The six count charges accuse Gupta, 62, of engaging in an insider trading scheme with former Sri Lankan billionaire hedge fund manager Raj Rajaratnam, who was the prime target of the probe.
Rajaratnam was sentenced to 11 years in prison and ordered to pay a $10 million fine earlier this month after being convicted in what prosecutors called the biggest hedge fund insider trading case in US history.
Indian-born Gupta is awaiting an appearance at the federal court. He’s charged with one count of conspiracy to commit securities fraud and five counts of securities fraud. The charges carry a potential penalty of 105 years in prison.
In a release, US Attorney Preet Bharara said Gupta broke the trust of some of the nation’s top public companies and “became the illegal eyes and ears in the boardroom for his friend and business associate, Raj Rajaratnam, who reaped enormous profits from Mr. Gupta’s breach of duty.”

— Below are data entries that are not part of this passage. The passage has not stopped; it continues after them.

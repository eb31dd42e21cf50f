/*!
    Sink implementation.
*/

use std::cell::RefCell;
use std::path::Path;
use std::rc::Rc;

use ffmpeg_next::{Rational as AvRational, codec, format};

use tracing::warn;

use avsync_types::{CodecId, Error, Packet, PacketSink, Rational, Result, StreamType};

/**
    One output container with a video stream and an optional audio stream.

    Owned by exactly one recording session. Packets are rescaled from
    their encoder time base to the muxer-assigned stream time base on
    submission, then written interleaved.
*/
pub struct Sink {
    output: format::context::Output,
    video_index: usize,
    audio_index: Option<usize>,
    header_written: bool,
    trailer_written: bool,
}

impl Sink {
    /**
        Open the container at `path` and declare its video stream.

        The muxer is guessed from the file extension. The video stream's
        codec parameters are bound later, once the first frame has opened
        the encoder; `time_base` is only a hint until the header is
        written.
    */
    pub fn create(path: impl AsRef<Path>, video_codec: CodecId, time_base: Rational) -> Result<Self> {
        ffmpeg_next::init().map_err(|e| Error::codec(e.to_string()))?;

        let mut output =
            format::output(&path).map_err(|e| Error::codec(e.to_string()))?;

        let codec = ffmpeg_next::encoder::find(codec_id(video_codec)).ok_or_else(|| {
            Error::codec(format!("no encoder for {}", video_codec.name()))
        })?;
        let mut stream = output
            .add_stream(codec)
            .map_err(|e| Error::codec(e.to_string()))?;
        stream.set_time_base(to_av_rational(time_base));
        let video_index = stream.index();

        Ok(Self {
            output,
            video_index,
            audio_index: None,
            header_written: false,
            trailer_written: false,
        })
    }

    /**
        Declare the audio stream from an opened encoder's parameters.

        Must happen before the first packet is submitted; the container
        header fixes the stream table.
    */
    pub fn add_audio_stream(
        &mut self,
        audio_codec: CodecId,
        parameters: codec::Parameters,
        time_base: Rational,
    ) -> Result<()> {
        let codec = ffmpeg_next::encoder::find(codec_id(audio_codec)).ok_or_else(|| {
            Error::codec(format!("no encoder for {}", audio_codec.name()))
        })?;
        let mut stream = self
            .output
            .add_stream(codec)
            .map_err(|e| Error::codec(e.to_string()))?;
        stream.set_time_base(to_av_rational(time_base));
        stream.set_parameters(parameters);
        self.audio_index = Some(stream.index());
        Ok(())
    }

    /**
        Bind the video stream's codec parameters.

        Called once the first frame has opened the video encoder, before
        any packet is submitted.
    */
    pub fn bind_video_parameters(&mut self, parameters: codec::Parameters) -> Result<()> {
        let mut stream = self
            .output
            .stream_mut(self.video_index)
            .ok_or_else(|| Error::invalid_data("video stream vanished from output"))?;
        stream.set_parameters(parameters);
        Ok(())
    }

    /**
        Write one packet, interleaved.

        The first submission writes the container header.
    */
    pub fn submit(&mut self, packet: Packet) -> Result<()> {
        let stream_index = match packet.stream_type {
            StreamType::Video => self.video_index,
            StreamType::Audio => self
                .audio_index
                .ok_or_else(|| Error::invalid_data("no audio stream configured"))?,
        };

        if !self.header_written {
            self.output
                .write_header()
                .map_err(|e| Error::codec(e.to_string()))?;
            self.header_written = true;
        }

        let mut av_packet = if packet.data.is_empty() {
            ffmpeg_next::Packet::empty()
        } else {
            ffmpeg_next::Packet::copy(&packet.data)
        };
        av_packet.set_stream(stream_index);
        av_packet.set_pts(packet.pts.map(|pts| pts.0));
        av_packet.set_dts(packet.dts.map(|dts| dts.0));
        av_packet.set_duration(packet.duration.0);
        if packet.is_keyframe {
            av_packet.set_flags(codec::packet::Flags::KEY);
        }

        // the muxer may have chosen a different stream time base when the
        // header was written
        let stream_time_base = self
            .output
            .stream(stream_index)
            .map(|stream| stream.time_base())
            .unwrap_or_else(|| to_av_rational(packet.time_base));
        av_packet.rescale_ts(to_av_rational(packet.time_base), stream_time_base);

        av_packet
            .write_interleaved(&mut self.output)
            .map_err(|e| Error::codec(e.to_string()))
    }

    /**
        Finalize the container.

        A session that never saw a frame still attempts a header so the
        trailer has something to close; failure to do so is logged, not
        fatal — there is nothing of value in an empty container.
    */
    pub fn finish(&mut self) -> Result<()> {
        if self.trailer_written {
            return Ok(());
        }
        if !self.header_written {
            match self.output.write_header() {
                Ok(()) => self.header_written = true,
                Err(e) => {
                    warn!("finalizing container without any packets failed: {e}");
                    return Ok(());
                }
            }
        }
        self.output
            .write_trailer()
            .map_err(|e| Error::codec(e.to_string()))?;
        self.trailer_written = true;
        Ok(())
    }
}

impl PacketSink for Sink {
    fn submit(&mut self, packet: Packet) -> Result<()> {
        Sink::submit(self, packet)
    }

    fn finish(&mut self) -> Result<()> {
        Sink::finish(self)
    }
}

/**
    Clonable handle to a [`Sink`].

    The recording session is single-threaded and cooperative, but two
    collaborators need the sink: the writer submits packets, and the
    session wiring binds video parameters after the first frame opens the
    encoder. `Rc<RefCell<..>>` keeps both on one thread with no locking.
*/
#[derive(Clone)]
pub struct SharedSink {
    inner: Rc<RefCell<Sink>>,
}

impl SharedSink {
    pub fn new(sink: Sink) -> Self {
        Self {
            inner: Rc::new(RefCell::new(sink)),
        }
    }

    /**
        Bind the video stream's codec parameters on the shared sink.
    */
    pub fn bind_video_parameters(&self, parameters: codec::Parameters) -> Result<()> {
        self.inner.borrow_mut().bind_video_parameters(parameters)
    }
}

impl PacketSink for SharedSink {
    fn submit(&mut self, packet: Packet) -> Result<()> {
        self.inner.borrow_mut().submit(packet)
    }

    fn finish(&mut self) -> Result<()> {
        self.inner.borrow_mut().finish()
    }
}

fn to_av_rational(rational: Rational) -> AvRational {
    AvRational::new(rational.num, rational.den)
}

fn codec_id(codec: CodecId) -> codec::Id {
    match codec {
        CodecId::Mpeg4 => codec::Id::MPEG4,
        CodecId::Mjpeg => codec::Id::MJPEG,
        CodecId::Aac => codec::Id::AAC,
        CodecId::Mp3 => codec::Id::MP3,
        CodecId::Opus => codec::Id::OPUS,
        CodecId::Vorbis => codec::Id::VORBIS,
        CodecId::Flac => codec::Id::FLAC,
        CodecId::PcmS16Le => codec::Id::PCM_S16LE,
        CodecId::PcmF32Le => codec::Id::PCM_F32LE,
    }
}
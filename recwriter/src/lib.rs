/*!
    Synchronized recording writer.

    Muxes a live stream of captured video frames together with
    pre-recorded audio parts into one container, keeping every stream's
    presentation timestamps strictly monotonic and filling audio gaps
    with silence. Alongside the video it persists a timestamp ledger
    mapping each muxed frame back to its wall-clock capture time.

    # Example

    ```ignore
    use recwriter::{AudioPart, RecordingWriter, VideoProfile};

    let parts = vec![AudioPart::new("audio_00010.mp4", timestamps)];
    let mut writer = RecordingWriter::create("world.mp4", start_time, VideoProfile::mpeg4(), parts)?;

    for frame in capture {
        writer.write_frame(&frame)?;
    }
    writer.close_with_format("all")?;
    ```

    The heavy lifting lives in the `avsync-*` crates: `avsync-mux` is the
    synchronization engine, `avsync-encode`/`avsync-decode`/`avsync-sink`
    wrap the codecs and the container.
*/

pub use avsync_mux::{LedgerEntry, TimestampFormat, TimestampLedger, WriteOutcome};
pub use avsync_types::{Error, PixelData, Result, VideoFrame};

mod profile;
mod writer;

pub use profile::VideoProfile;
pub use writer::{AudioPart, RecordingWriter};
/*!
    Segment reader implementation.
*/

use std::collections::VecDeque;
use std::path::Path;

use ffmpeg_next::{
    codec, format, media,
    util::error::EAGAIN,
    util::frame::audio::Audio as AudioFrameFFmpeg,
};

use tracing::warn;

use avsync_types::{
    AudioFrame, AudioFrameSource, AudioTemplate, ChannelLayout, CodecId, Error, Result,
    SampleFormat,
};

/**
    Demuxes and decodes the audio stream of one segment file.

    Frames are pulled lazily: nothing is read from disk until
    [`next_frame`](Self::next_frame) asks for it. Decoded planar audio is
    interleaved during conversion, so consumers always see packed data.
*/
pub struct SegmentReader {
    input: format::context::Input,
    decoder: codec::decoder::Audio,
    stream_index: usize,
    template: AudioTemplate,
    pending: VecDeque<AudioFrame>,
    flushed: bool,
}

impl SegmentReader {
    /**
        Open a segment file and bind a decoder to its best audio stream.
    */
    pub fn open(path: impl AsRef<Path>) -> Result<Self> {
        ffmpeg_next::init().map_err(|e| Error::codec(e.to_string()))?;

        let input = format::input(&path).map_err(|e| Error::codec(e.to_string()))?;

        let (stream_index, parameters) = {
            let stream = input
                .streams()
                .best(media::Type::Audio)
                .ok_or_else(|| Error::invalid_data("segment has no audio stream"))?;
            (stream.index(), stream.parameters())
        };

        let decoder_ctx = codec::context::Context::from_parameters(parameters)
            .map_err(|e| Error::codec(e.to_string()))?;
        let decoder = decoder_ctx
            .decoder()
            .audio()
            .map_err(|e| Error::codec(e.to_string()))?;

        let template = probe_template(&decoder)?;

        Ok(Self {
            input,
            decoder,
            stream_index,
            template,
            pending: VecDeque::new(),
            flushed: false,
        })
    }

    /**
        The source stream description the output audio stream mirrors.
    */
    pub fn template(&self) -> AudioTemplate {
        self.template
    }

    /**
        Decode the next audio frame, or `None` at end of stream.
    */
    pub fn next_frame(&mut self) -> Result<Option<AudioFrame>> {
        loop {
            if let Some(frame) = self.pending.pop_front() {
                return Ok(Some(frame));
            }
            if self.flushed {
                return Ok(None);
            }
            // detach the packet from the demuxer borrow before decoding
            let next = self
                .input
                .packets()
                .next()
                .map(|(stream, packet)| (stream.index(), packet));
            match next {
                Some((index, packet)) => {
                    if index != self.stream_index {
                        continue;
                    }
                    self.decoder
                        .send_packet(&packet)
                        .map_err(|e| Error::codec(e.to_string()))?;
                    self.receive_frames()?;
                }
                None => {
                    self.decoder
                        .send_eof()
                        .map_err(|e| Error::codec(e.to_string()))?;
                    self.receive_frames()?;
                    self.flushed = true;
                }
            }
        }
    }

    /**
        Receive all frames the decoder currently has ready.
    */
    fn receive_frames(&mut self) -> Result<()> {
        let mut decoded = AudioFrameFFmpeg::empty();
        loop {
            match self.decoder.receive_frame(&mut decoded) {
                Ok(()) => match convert_frame(&decoded) {
                    Ok(frame) => self.pending.push_back(frame),
                    Err(e) => {
                        warn!("audio frame conversion error: {e}");
                    }
                },
                Err(ffmpeg_next::Error::Other { errno }) if errno == EAGAIN => break,
                Err(ffmpeg_next::Error::Eof) => break,
                Err(e) => return Err(Error::codec(e.to_string())),
            }
        }
        Ok(())
    }
}

impl AudioFrameSource for SegmentReader {
    fn next_frame(&mut self) -> Result<Option<AudioFrame>> {
        SegmentReader::next_frame(self)
    }
}

/**
    Describe the source stream for mirroring by the output.
*/
fn probe_template(decoder: &codec::decoder::Audio) -> Result<AudioTemplate> {
    let codec = codec_from_ffmpeg(decoder.id()).ok_or_else(|| {
        Error::unsupported_format(format!("unsupported audio codec: {:?}", decoder.id()))
    })?;
    let format = sample_format_from_ffmpeg(decoder.format()).ok_or_else(|| {
        Error::unsupported_format(format!("unsupported sample format: {:?}", decoder.format()))
    })?;
    let channels = match decoder.channels() {
        1 => ChannelLayout::Mono,
        _ => ChannelLayout::Stereo,
    };
    Ok(AudioTemplate {
        codec,
        sample_rate: decoder.rate(),
        channels,
        format,
    })
}

/**
    Convert an FFmpeg audio frame to our interleaved AudioFrame type.
*/
fn convert_frame(frame: &AudioFrameFFmpeg) -> Result<AudioFrame> {
    let samples = frame.samples();
    if samples == 0 {
        return Err(Error::invalid_data("audio frame has zero samples"));
    }

    let format = sample_format_from_ffmpeg(frame.format()).ok_or_else(|| {
        Error::unsupported_format(format!("unsupported sample format: {:?}", frame.format()))
    })?;

    let channel_count = frame.channels() as u16;
    let channels = match channel_count {
        1 => ChannelLayout::Mono,
        _ => ChannelLayout::Stereo,
    };

    let data = copy_audio_data(frame, format, samples, channel_count)?;

    Ok(AudioFrame::new(data, samples, frame.rate(), channels, format))
}

/**
    Copy sample data out of an FFmpeg frame, interleaving planar layouts.
*/
fn copy_audio_data(
    frame: &AudioFrameFFmpeg,
    format: SampleFormat,
    samples: usize,
    channels: u16,
) -> Result<Vec<u8>> {
    let bytes_per_sample = format.bytes_per_sample();

    if frame.is_planar() {
        let total_bytes = samples * channels as usize * bytes_per_sample;
        let mut output = vec![0u8; total_bytes];

        for ch in 0..channels as usize {
            let plane_data = frame.data(ch);
            for s in 0..samples {
                let src_offset = s * bytes_per_sample;
                let dst_offset = (s * channels as usize + ch) * bytes_per_sample;
                output[dst_offset..dst_offset + bytes_per_sample]
                    .copy_from_slice(&plane_data[src_offset..src_offset + bytes_per_sample]);
            }
        }

        Ok(output)
    } else {
        let plane_data = frame.data(0);
        let total_bytes = samples * channels as usize * bytes_per_sample;
        Ok(plane_data[..total_bytes].to_vec())
    }
}

fn codec_from_ffmpeg(id: codec::Id) -> Option<CodecId> {
    match id {
        codec::Id::AAC => Some(CodecId::Aac),
        codec::Id::MP3 => Some(CodecId::Mp3),
        codec::Id::OPUS => Some(CodecId::Opus),
        codec::Id::VORBIS => Some(CodecId::Vorbis),
        codec::Id::FLAC => Some(CodecId::Flac),
        codec::Id::PCM_S16LE => Some(CodecId::PcmS16Le),
        codec::Id::PCM_F32LE => Some(CodecId::PcmF32Le),
        _ => None,
    }
}

fn sample_format_from_ffmpeg(format: ffmpeg_next::format::Sample) -> Option<SampleFormat> {
    use ffmpeg_next::format::Sample;

    match format {
        Sample::F32(_) => Some(SampleFormat::F32),
        Sample::F64(_) => Some(SampleFormat::F64),
        Sample::I16(_) => Some(SampleFormat::S16),
        Sample::I32(_) => Some(SampleFormat::S32),
        Sample::U8(_) => Some(SampleFormat::U8),
        _ => None,
    }
}

impl std::fmt::Debug for SegmentReader {
    fn fmt(&self, f: &mut std::fmt::Formatter<'_>) -> std::fmt::Result {
        f.debug_struct("SegmentReader")
            .field("stream_index", &self.stream_index)
            .field("template", &self.template)
            .finish_non_exhaustive()
    }
}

“Today we allege that the corruption we have seen in the trading cubicles, investment firms, law firms, expert consulting firms, medical labs and corporate suites also insinuated itself into the boardrooms of elite companies,” he added.
FBI Assistant Director-in-Charge Janice Fedarcyk said the arrest was the latest to occur in an initiative launched by the FBI in 2007 against hedge fund cheats.
“The conduct alleged is not an inadvertent slip of the tongue by Mr. Gupta,” she said. “His eagerness to pass along inside information to Rajaratnam is nowhere more starkly evident than in the two instances where a total of 39 seconds elapsed between his learning of crucial Goldman Sachs information and lavishing it on his good friend.”
The indictment said Gupta shared confidential information about both Goldman Sachs and Procter & Gamble from 2008 through January 2009, knowing that Rajaratnam would use the secrets to buy and sell stock ahead of public announcements.
The Securities and Exchange Commission also brought civil insider trading charges against Gupta Wednesday, alleging he illegally tipped Rajaratnam.